== Segment start ==

//! Shelter event domain model.
//!
//! Events (adoption fairs, vaccination drives, workshops) are listed next to
//! the animal catalog. They have no adoption workflow; the only derived
//! property is whether they are upcoming or already past.

use chrono::{DateTime, Utc};
use serde::{Deserialize, Serialize};

/// A scheduled shelter event.
#[derive(Debug, Clone, PartialEq, Eq, Serialize, Deserialize)]
pub struct ShelterEvent {
    pub id: String,
    pub title: String,
    pub description: String,
    pub date: DateTime<Utc>,
    pub location: String,
    #[serde(default)]
    pub image_url: String,
    /// Head count shown on the card, if the organizer published one.
    #[serde(default)]
    pub attendees: Option<u32>,
    #[serde(default)]
    pub created_by: String,
}

impl ShelterEvent {
    /// An event is past once its start time is at or before `now`.
    ///
    /// # Examples
    ///
    /// ```
    /// use chrono::{Duration, Utc};
    /// use shelter::domain::ShelterEvent;
    ///
    /// let now = Utc::now();
    /// let fair = ShelterEvent {
    ///     id: "1".into(),
    ///     title: "Adoption fair".into(),
    ///     description: String::new(),
    ///     date: now - Duration::days(1),
    ///     location: "City park".into(),
    ///     image_url: String::new(),
    ///     attendees: None,
    ///     created_by: "admin".into(),
    /// };
    /// assert!(fair.is_past(now));
    /// ```
    #[must_use]
    pub fn is_past(&self, now: DateTime<Utc>) -> bool {
        self.date <= now
    }

    #[must_use]
    pub fn is_upcoming(&self, now: DateTime<Utc>) -> bool {
        !self.is_past(now)
    }

    /// Date formatted as `dd/mm/yyyy`.
    #[must_use]
    pub fn date_label(&self) -> String {
        self.date.format("%d/%m/%Y").to_string()
    }

    /// Start time formatted as `HH:MM`.
    #[must_use]
    pub fn time_label(&self) -> String {
        self.date.format("%H:%M").to_string()
    }
}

== Segment end ==

## Exercise instructions
When a line of the data holds the string "domain", pick it out and copy it.

## Task solution
//! Shelter event domain model.
    /// use shelter::domain::ShelterEvent;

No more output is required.